От 13 июля 1796 года сын Гаврила и Мина Рышковский уведомили письмом из Гродни, что по Божьему промыслу определены в казенном отделении Литовского верховного правления приватно и получат до открытия губерний Виленской и Слонимской денег вроде положенного жалованья серебряною монетою по 225 рублей, и дана обывательская квартира, в число коих по 40 рублев уже и получили; находятся же в покровительстве у назначенного в Вильне быть вице-губернатором господина полковника Ивана Григорьевича Фризеля и надеются от него определения к лучшим местам.
Недолго сын мой Гаврила с Миною Рышковским были в согласии. Не могу я точно заключить, кто из них на то причиною, только от 1 сентября 1796 года письмом жалуется Рышковский, что Гаврила не послушал его советов в Гродне в невоздержности, вовсе заблудился, спознался с мотами, а за отговаривание его от того пьяный ухватился за саблю и хотел его рубить. Напоследок, когда промотался и нечем содержать данного ему от меня слуги, порукмакара Федора Егорова, то он, Рышковский, взял его к себе на содержание.

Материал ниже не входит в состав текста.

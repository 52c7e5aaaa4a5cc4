//! CLI entry point - the composition root.

use clap::{CommandFactory, Parser};
use tracing_subscriber::EnvFilter;

use fndeploy_cli::{Cli, CliConfig, CliError, Commands, bootstrap, handlers};

#[tokio::main]
async fn main() {
    // Load environment variables
    dotenvy::dotenv().ok();

    let cli = Cli::parse();
    init_logging(cli.verbose);

    if let Err(err) = run(cli).await {
        let code = err.downcast_ref::<CliError>().map_or(1, CliError::exit_code);
        eprintln!("Error: {err:#}");
        std::process::exit(code);
    }
}

/// Logs go to stderr so command output on stdout stays machine readable.
fn init_logging(verbose: bool) {
    let default = if verbose { "debug" } else { "info" };
    let filter = EnvFilter::try_from_default_env().unwrap_or_else(|_| EnvFilter::new(default));
    tracing_subscriber::fmt()
        .with_env_filter(filter)
        .with_writer(std::io::stderr)
        .init();
}

async fn run(cli: Cli) -> anyhow::Result<()> {
    let Some(command) = cli.command else {
        // No command provided - show help
        Cli::command().print_help()?;
        return Ok(());
    };

    let config = CliConfig::load(&cli.settings.to_settings())?;
    let ctx = bootstrap(config);

    match command {
        Commands::Discover { source, env } => {
            handlers::discover::execute(&ctx, &source, &env).await?;
        }
        Commands::Build { source } => {
            handlers::build::execute(&ctx, &source).await?;
        }
        Commands::Serve {
            source,
            port,
            admin_port,
            env,
        } => {
            handlers::serve::execute(&ctx, &source, port, admin_port, &env).await?;
        }
        Commands::Runtimes => handlers::runtimes::execute(),
    }

    Ok(())
}
//! Grace-period shutdown for child processes with forced-kill escalation.

use std::io;
use std::process::ExitStatus;
use std::time::Duration;

use tokio::time::timeout;
use tracing::{debug, warn};

use super::ChildProcess;

#[cfg(unix)]
use nix::errno::Errno;
#[cfg(unix)]
use nix::sys::signal::{Signal, killpg};
#[cfg(unix)]
use nix::unistd::Pid;

/// How a child process ended.
#[derive(Debug, Clone, Copy, PartialEq, Eq)]
pub struct Shutdown {
    pub status: ExitStatus,
    /// True if the grace period elapsed and the process was killed.
    pub forced: bool,
}

/// Wait for a child to exit on its own, killing it once `grace` elapses.
///
/// # Strategy
/// 1. Wait up to `grace` for the process to exit (the caller has already
///    asked it to, e.g. through an admin endpoint)
/// 2. If still running, send SIGKILL to its process group
/// 3. Wait for reaping (required to avoid zombies)
///
/// # Platform behavior
/// - Unix: `killpg(SIGKILL)`, falling back to killing the child alone
/// - Windows: `TerminateProcess` via `Child::start_kill`
pub async fn shutdown_child(child: &mut ChildProcess, grace: Duration) -> io::Result<Shutdown> {
    if let Ok(result) = timeout(grace, child.wait()).await {
        let status = result?;
        debug!(pid = ?child.pid(), ?status, "Child exited within grace period");
        return Ok(Shutdown {
            status,
            forced: false,
        });
    }

    warn!(
        pid = ?child.pid(),
        grace_secs = grace.as_secs_f32(),
        command = %child.command(),
        "Child did not exit within grace period, killing"
    );
    force_kill(child)?;

    let status = child.wait().await?;
    Ok(Shutdown {
        status,
        forced: true,
    })
}

fn force_kill(child: &mut ChildProcess) -> io::Result<()> {
    #[cfg(unix)]
    if let Some(pid) = child.pid() {
        match kill_group(pid) {
            Ok(()) => return Ok(()),
            Err(Errno::ESRCH) => {
                // Group already gone; the leader may still need a direct kill
            }
            Err(e) => debug!(pid, error = %e, "killpg failed, killing child directly"),
        }
    }

    child.start_kill()
}

/// Send SIGKILL to the process group led by `pid`.
#[cfg(unix)]
pub(crate) fn kill_group(pid: u32) -> Result<(), Errno> {
    let pgid = i32::try_from(pid).map_err(|_| Errno::EINVAL)?;
    killpg(Pid::from_raw(pgid), Signal::SIGKILL)
}

#[cfg(test)]
mod tests {
    use super::*;
    use crate::process::{ProcessRunner, SpawnOptions};
    use std::time::Instant;

    fn args(items: &[&str]) -> Vec<String> {
        items.iter().map(|s| (*s).to_string()).collect()
    }

    #[tokio::test]
    #[cfg(unix)]
    async fn kills_process_that_ignores_the_grace_period() {
        let mut child = ProcessRunner::new()
            .spawn("sleep", &args(&["30"]), &SpawnOptions::new())
            .unwrap();

        let started = Instant::now();
        let shutdown = shutdown_child(&mut child, Duration::from_millis(200))
            .await
            .unwrap();

        assert!(shutdown.forced);
        assert!(!shutdown.status.success());
        assert!(started.elapsed() < Duration::from_secs(5));
    }

    /// A killed process is either gone or a zombie waiting for its new parent.
    #[cfg(target_os = "linux")]
    fn is_dead(pid: i32) -> bool {
        std::fs::read_to_string(format!("/proc/{pid}/stat")).map_or(true, |stat| {
            stat.rsplit_once(')')
                .and_then(|(_, rest)| rest.split_whitespace().next())
                .is_some_and(|state| state == "Z" || state == "X")
        })
    }

    #[tokio::test]
    #[cfg(target_os = "linux")]
    async fn kill_reaches_grandchildren() {
        let dir = tempfile::TempDir::new().unwrap();
        let pid_file = dir.path().join("grandchild.pid");
        let script = format!("sleep 30 & echo $! > {}; wait", pid_file.display());

        let mut child = ProcessRunner::new()
            .spawn("sh", &args(&["-c", &script]), &SpawnOptions::new())
            .unwrap();

        let mut recorded = String::new();
        for _ in 0..100 {
            recorded = std::fs::read_to_string(&pid_file).unwrap_or_default();
            if recorded.ends_with('\n') {
                break;
            }
            tokio::time::sleep(Duration::from_millis(20)).await;
        }
        let grandchild: i32 = recorded.trim().parse().unwrap();

        let shutdown = shutdown_child(&mut child, Duration::from_millis(100))
            .await
            .unwrap();
        assert!(shutdown.forced);

        let mut dead = false;
        for _ in 0..50 {
            if is_dead(grandchild) {
                dead = true;
                break;
            }
            tokio::time::sleep(Duration::from_millis(20)).await;
        }
        assert!(dead, "grandchild {grandchild} survived the group kill");
    }

    #[tokio::test]
    #[cfg(unix)]
    async fn handles_already_exited_child() {
        let mut child = ProcessRunner::new()
            .spawn("echo", &args(&["test"]), &SpawnOptions::new())
            .unwrap();

        tokio::time::sleep(Duration::from_millis(100)).await;

        let shutdown = shutdown_child(&mut child, Duration::from_secs(5))
            .await
            .unwrap();
        assert!(!shutdown.forced);
        assert!(shutdown.status.success());
    }
}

Еще ж познакомился Гаврила с полевыми офицерами, кои, обманывая его, покупают того слугу за 450 рублей, а он-де просит 600 рублей, каковое уведомление огорчило меня до крайности, напротив чего я того ж сентября 21-го числа, в воскресенье, писал к нему, Рышковскому, прося христиански употреблять способы к его спасению от погибели, а слугу просил его, в случае нужды, отправить его при своем пропуске ко мне; а чтоб не мог Гаврила продать, то о взятии того человека в полное свое ведение, к нему, Рышковскому, особо верющее письмо послал, к сыну же 24-го того ж сентября в среду писал я, всячески объясняя слабой его поступок, угрожал, чтоб он себя исправил; он, осердясь на то, перестал к нам писать, и не было об нем известия по 20 марта 1797 года.

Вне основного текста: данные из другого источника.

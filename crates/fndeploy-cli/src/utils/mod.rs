//! Shared helpers for command handlers.

pub mod env;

Между тем сын Андрей от 8-го числа февраля 1797 года уведомлял, что по силе именного Его Величества генваря 11-го дня указа переименованы из военных в штатские классы штата управы благочиния 61 человек, в том числе и он в коллежские протоколисты, находится ж при той же должности; а от 9 марта писал, что за болезнию его от оной должности исключен, и советуют ему определиться в другую службу; но я в 17-й день марта, во вторник, писал к нему, укоряя, что он уклоняется и избирает самовольно на чужой стороне толкаться, изнурять при том свое здоровье, пренебрегает же домоводственное хозяйство; настоял, чтоб он старался приехать домой; вследствие того, на случившихся господина Вындомского подводах, к самой Пасхе, которая была в [1]797 году апреля в 5-й день, в Русаново с женою и сыном Александром приехал.
Сын же Гаврила от 20 марта 1797 года из Слонима писал, извиняясь, что он с 18 декабря был болен и потому будто к нам не писал, и что он в город Слоним был назначен уездным стряпчим; но, по уничтожению в Литве сих мест, объявил желание в дом и ожидает повеления об отпуске, надеясь, что по крайней мере на Святой неделе[87]
непременно приедет. Оным же письмом признавался в погрешностях, свойственных по несовершенству и по ветрености, но не важных, не так как-де Рышковский доносил, будто я хотел продать и человека; клялся, не только-де сие сделать не желал, но и мыслить никогда не думал; хвалился, что он тамошним поветовым начальником, подполковником и кавалером князем Щербатовым во время болезни был доволен; обещал с нами вскоре увидеться. По письму Мины Рышковского, Гаврила выехал из Вильны домой 8 апреля 1797 года, но, опасаясь по приезде от меня прискорбия, просил, чтоб, по обещанию моему в письме (коим я его вызывал домой посланным от 21 февраля, а он получил 10 марта), до оного не доводить. Самым делом он с человеком около Святой недели приехал, и я принял его с восторгом при родительских объятиях.Выше сказано, что сын мой Андрей, по приезде в дом с женою и сыном в начале апреля 1797 года, жил до осени, а тогда от герольдии требовалось доказательство о дворянстве, и были толкования, что должно лично оные в герольдию представлять. Потому рассудилось отправить его в Петербург, куда он в сентябре и отправился. При том желательно ему было приискать место определиться к должности, и для того испросил он у Святогорского игумена Моисея, яко носящего отличность князя Куракина[88]
, бывшего генерал-прокурором, просительное письмо. Однако ж в сей поездке ничего в пользу не получено; о дворянстве доказательство велено представить в губернское правление, а князь Куракин, получа письмо, замолчал, почему сын мой возвратился домой единственно с убытком из Петербурга, на попутных лошадях секретаря Николая Алексеевича Соколова, ноября 17-го дня 1797 года.